Dr. Tony J. Simon, PhD
Dr. Simon is a pediatric cognitive neuroscientist. His research focuses on the interactions between neural, cognitive, affective and stress biology differences in young people with genetic disorders that produce learning difficulties, behavioral dysregulation and psychopathology. Dr. Simon has spent over a decade and a half investigating how dysfunction in specific neurocognitive processing systems, such as attention, and spatial or temporal processing generates cognitive impairments in thinking about space, time, numbers as was as real world challenges like math, using money and navigation. He has developed and is testing a digital neurotherapeutic intervention (in the form a video game) to minimize such disability.
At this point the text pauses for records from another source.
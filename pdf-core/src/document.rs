use std::collections::BTreeSet;
use std::io::{self, Write};

use flate2::write::ZlibEncoder;
use flate2::Compression;

use crate::fonts::BuiltinFont;
use crate::images::{ImageData, ImageFormat, ImageId};
use crate::objects::{ObjId, PdfObject};
use crate::textflow::TextStyle;
use crate::writer::{encode_pdf_string, PdfWriter};

const CATALOG_OBJ: ObjId = ObjId(1, 0);
const PAGES_OBJ: ObjId = ObjId(2, 0);
const FIRST_FONT_OBJ_NUM: u32 = 3;
const FIRST_FREE_OBJ_NUM: u32 = FIRST_FONT_OBJ_NUM + BuiltinFont::ALL.len() as u32;

/// High-level API for building PDF documents.
///
/// Generic over `Write` so it works with files (`BufWriter<File>`),
/// in-memory buffers (`Vec<u8>`), or any other writer.
///
/// Pages are written incrementally: `end_page()` flushes page data
/// to the writer and frees page content from memory. Images are
/// written once when embedded and referenced by every page that
/// places them.
pub struct PdfDocument<W: Write> {
    writer: PdfWriter<W>,
    info: Vec<(String, String)>,
    page_obj_ids: Vec<ObjId>,
    current_page: Option<PageBuilder>,
    image_obj_ids: Vec<ObjId>,
    next_obj_num: u32,
    compress: bool,
}

struct PageBuilder {
    width: f64,
    height: f64,
    content_ops: Vec<u8>,
    images_used: BTreeSet<ImageId>,
}

impl<W: Write> PdfDocument<W> {
    /// Create a new PDF document that writes to the given writer.
    /// Writes the PDF header and the shared Helvetica font objects
    /// immediately.
    pub fn new(writer: W) -> io::Result<Self> {
        let mut pdf_writer = PdfWriter::new(writer);
        pdf_writer.write_header()?;

        for (i, font) in BuiltinFont::ALL.iter().enumerate() {
            let dict = PdfObject::dict(vec![
                ("Type", PdfObject::name("Font")),
                ("Subtype", PdfObject::name("Type1")),
                ("BaseFont", PdfObject::name(font.pdf_base_name())),
                ("Encoding", PdfObject::name("WinAnsiEncoding")),
            ]);
            pdf_writer.write_object(ObjId(FIRST_FONT_OBJ_NUM + i as u32, 0), &dict)?;
        }

        Ok(PdfDocument {
            writer: pdf_writer,
            info: Vec::new(),
            page_obj_ids: Vec::new(),
            current_page: None,
            image_obj_ids: Vec::new(),
            next_obj_num: FIRST_FREE_OBJ_NUM,
            compress: false,
        })
    }

    /// Set a document info entry (e.g. "Creator", "Title").
    pub fn set_info(&mut self, key: &str, value: &str) -> &mut Self {
        self.info.push((key.to_string(), value.to_string()));
        self
    }

    /// Enable FlateDecode compression for content streams and raw
    /// image data written from now on.
    pub fn set_compression(&mut self, enabled: bool) -> &mut Self {
        self.compress = enabled;
        self
    }

    /// Number of pages begun so far, including an open page.
    pub fn page_count(&self) -> usize {
        self.page_obj_ids.len() + usize::from(self.current_page.is_some())
    }

    pub fn has_open_page(&self) -> bool {
        self.current_page.is_some()
    }

    /// Begin a new page with the given dimensions in points.
    /// If a page is currently open, it is closed first.
    pub fn begin_page(&mut self, width: f64, height: f64) -> io::Result<()> {
        if self.current_page.is_some() {
            self.end_page()?;
        }
        self.current_page = Some(PageBuilder {
            width,
            height,
            content_ops: Vec::new(),
            images_used: BTreeSet::new(),
        });
        Ok(())
    }

    /// Place one line of text with its baseline starting at (x, y).
    /// Coordinates use PDF's default bottom-left origin.
    pub fn place_text_styled(
        &mut self,
        text: &str,
        x: f64,
        y: f64,
        style: &TextStyle,
    ) -> &mut Self {
        let page = self
            .current_page
            .as_mut()
            .expect("place_text_styled called with no open page");
        let ops = &mut page.content_ops;
        ops.extend_from_slice(
            format!(
                "BT\n/{} {} Tf\n{} {} Td\n(",
                style.font.pdf_name(),
                format_coord(style.font_size),
                format_coord(x),
                format_coord(y),
            )
            .as_bytes(),
        );
        ops.extend_from_slice(&encode_pdf_string(text));
        ops.extend_from_slice(b") Tj\nET\n");
        self
    }

    /// Write an image XObject (and its SMask, if any) and return a
    /// handle for placing it on pages.
    pub fn embed_image(&mut self, image: ImageData) -> io::Result<ImageId> {
        let smask_id = match &image.smask_data {
            Some(alpha) => {
                let id = self.alloc_obj_id();
                let (filter, data) = self.encode_stream_data(alpha)?;
                let mut dict = vec![
                    ("Type", PdfObject::name("XObject")),
                    ("Subtype", PdfObject::name("Image")),
                    ("Width", PdfObject::Integer(image.width as i64)),
                    ("Height", PdfObject::Integer(image.height as i64)),
                    ("ColorSpace", PdfObject::name("DeviceGray")),
                    ("BitsPerComponent", PdfObject::Integer(8)),
                ];
                dict.extend(filter);
                self.writer.write_object(id, &PdfObject::stream(dict, data))?;
                Some(id)
            }
            None => None,
        };

        let (filter, data) = match image.format {
            ImageFormat::Jpeg => (
                Some(("Filter", PdfObject::name("DCTDecode"))),
                image.data,
            ),
            ImageFormat::Png => self.encode_stream_data(&image.data)?,
        };
        let mut dict = vec![
            ("Type", PdfObject::name("XObject")),
            ("Subtype", PdfObject::name("Image")),
            ("Width", PdfObject::Integer(image.width as i64)),
            ("Height", PdfObject::Integer(image.height as i64)),
            ("ColorSpace", PdfObject::name(image.color_space.pdf_name())),
            (
                "BitsPerComponent",
                PdfObject::Integer(image.bits_per_component as i64),
            ),
        ];
        dict.extend(filter);
        if let Some(smask) = smask_id {
            dict.push(("SMask", PdfObject::Reference(smask)));
        }

        let id = self.alloc_obj_id();
        self.writer.write_object(id, &PdfObject::stream(dict, data))?;
        self.image_obj_ids.push(id);
        Ok(ImageId(self.image_obj_ids.len() - 1))
    }

    /// Draw an embedded image scaled to `width` x `height` with its
    /// lower-left corner at (x, y).
    pub fn place_image(
        &mut self,
        image: ImageId,
        x: f64,
        y: f64,
        width: f64,
        height: f64,
    ) -> &mut Self {
        let page = self
            .current_page
            .as_mut()
            .expect("place_image called with no open page");
        page.images_used.insert(image);
        page.content_ops.extend_from_slice(
            format!(
                "q\n{} 0 0 {} {} {} cm\n/{} Do\nQ\n",
                format_coord(width),
                format_coord(height),
                format_coord(x),
                format_coord(y),
                image.pdf_name(),
            )
            .as_bytes(),
        );
        self
    }

    /// End the current page. Writes page objects to the
    /// writer and frees page content from memory.
    pub fn end_page(&mut self) -> io::Result<()> {
        let page = self
            .current_page
            .take()
            .expect("end_page called with no open page");

        let content_id = self.alloc_obj_id();
        let page_id = self.alloc_obj_id();

        let (filter, data) = self.encode_stream_data(&page.content_ops)?;
        let content_stream = PdfObject::stream(filter.into_iter().collect(), data);
        self.writer.write_object(content_id, &content_stream)?;

        let fonts = BuiltinFont::ALL
            .iter()
            .enumerate()
            .map(|(i, font)| {
                (
                    font.pdf_name(),
                    PdfObject::Reference(ObjId(FIRST_FONT_OBJ_NUM + i as u32, 0)),
                )
            })
            .collect();
        let mut resources = vec![("Font", PdfObject::dict(fonts))];
        if !page.images_used.is_empty() {
            let xobjects = page
                .images_used
                .iter()
                .map(|img| {
                    (
                        img.pdf_name(),
                        PdfObject::Reference(self.image_obj_ids[img.0]),
                    )
                })
                .collect();
            resources.push(("XObject", PdfObject::dict_owned(xobjects)));
        }

        let page_dict = PdfObject::dict(vec![
            ("Type", PdfObject::name("Page")),
            ("Parent", PdfObject::Reference(PAGES_OBJ)),
            (
                "MediaBox",
                PdfObject::array(vec![
                    PdfObject::Integer(0),
                    PdfObject::Integer(0),
                    PdfObject::Real(page.width),
                    PdfObject::Real(page.height),
                ]),
            ),
            ("Contents", PdfObject::Reference(content_id)),
            ("Resources", PdfObject::dict(resources)),
        ]);
        self.writer.write_object(page_id, &page_dict)?;

        self.page_obj_ids.push(page_id);
        Ok(())
    }

    /// Finish the document. Writes the catalog, pages tree,
    /// info dictionary, xref table, and trailer.
    /// Consumes self; no further operations are possible.
    pub fn end_document(mut self) -> io::Result<W> {
        if self.current_page.is_some() {
            self.end_page()?;
        }

        let info_id = if !self.info.is_empty() {
            let id = self.alloc_obj_id();
            let entries: Vec<(&str, PdfObject)> = self
                .info
                .iter()
                .map(|(k, v)| (k.as_str(), PdfObject::literal_string(v)))
                .collect();
            self.writer.write_object(id, &PdfObject::dict(entries))?;
            Some(id)
        } else {
            None
        };

        let kids: Vec<PdfObject> = self
            .page_obj_ids
            .iter()
            .map(|id| PdfObject::Reference(*id))
            .collect();
        let pages = PdfObject::dict(vec![
            ("Type", PdfObject::name("Pages")),
            ("Kids", PdfObject::Array(kids)),
            ("Count", PdfObject::Integer(self.page_obj_ids.len() as i64)),
        ]);
        self.writer.write_object(PAGES_OBJ, &pages)?;

        let catalog = PdfObject::dict(vec![
            ("Type", PdfObject::name("Catalog")),
            ("Pages", PdfObject::Reference(PAGES_OBJ)),
        ]);
        self.writer.write_object(CATALOG_OBJ, &catalog)?;

        self.writer.write_xref_and_trailer(CATALOG_OBJ, info_id)?;

        Ok(self.writer.into_inner())
    }

    fn alloc_obj_id(&mut self) -> ObjId {
        let id = ObjId(self.next_obj_num, 0);
        self.next_obj_num += 1;
        id
    }

    /// Compress stream data when compression is on, returning the
    /// `/Filter` entry to add to the stream dictionary.
    fn encode_stream_data(
        &self,
        data: &[u8],
    ) -> io::Result<(Option<(&'static str, PdfObject)>, Vec<u8>)> {
        if !self.compress {
            return Ok((None, data.to_vec()));
        }
        let mut encoder = ZlibEncoder::new(Vec::new(), Compression::default());
        encoder.write_all(data)?;
        let compressed = encoder.finish()?;
        Ok((Some(("Filter", PdfObject::name("FlateDecode"))), compressed))
    }
}

/// Format a coordinate value for PDF content streams.
pub(crate) fn format_coord(v: f64) -> String {
    if v == v.floor() && v.abs() < 1e15 {
        format!("{}", v as i64)
    } else {
        let s = format!("{:.4}", v);
        let s = s.trim_end_matches('0');
        let s = s.trim_end_matches('.');
        s.to_string()
    }
}

#[cfg(test)]
mod tests {
    use super::*;

    #[test]
    fn coords_drop_trailing_zeros() {
        assert_eq!(format_coord(50.0), "50");
        assert_eq!(format_coord(742.5), "742.5");
        assert_eq!(format_coord(-20.0), "-20");
        assert_eq!(format_coord(1.0 / 3.0), "0.3333");
    }

    #[test]
    fn page_count_includes_open_page() {
        let mut doc = PdfDocument::new(Vec::<u8>::new()).unwrap();
        assert_eq!(doc.page_count(), 0);
        doc.begin_page(612.0, 792.0).unwrap();
        assert_eq!(doc.page_count(), 1);
        doc.begin_page(612.0, 792.0).unwrap();
        assert_eq!(doc.page_count(), 2);
        doc.end_page().unwrap();
        assert_eq!(doc.page_count(), 2);
        assert!(!doc.has_open_page());
    }
}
Dr. Simon’s current main project is a National Institute of Mental Health funded longitudinal study on risk and protective factors for psychosis proneness in chromosome 22q11.2 deletion (Velocardiofacial/DiGeorge) syndrome based on the interaction of neurocognitive and affective processing and stress reactivity. Besides experimental cognitive processing analyses, Dr. Simon uses cutting edge neuroimaging methods, such as resting state functional magnetic resonance imaging (rs-fMRI), Diffusion Tensor Fiber Tracking as well as Event-Related Potential (ERP) components of electrophysiological studies in order to study the structure, function and connective patterns in the developing brain.
Laura Wingers, PsyD, NCSP
Dr. Laura Wingers is a clinical psychologist in private practice at Beljan Psychological Services in Scottsdale, Arizona. She specializes in supporting the development of self-regulation and executive function in children and adolescents. Her professional focus includes early childhood development, gifted intellect and developmental asynchrony, dyslexia and other learning differences, ADHD and executive function impairments, and anxiety and mood disorders. She is particularly passionate about identifying and serving highly gifted children in the early years, and working with children with developmental, social and behavioral needs and their families. Dr. Wingers provides training and consultation services for school districts and parent groups locally and nationally.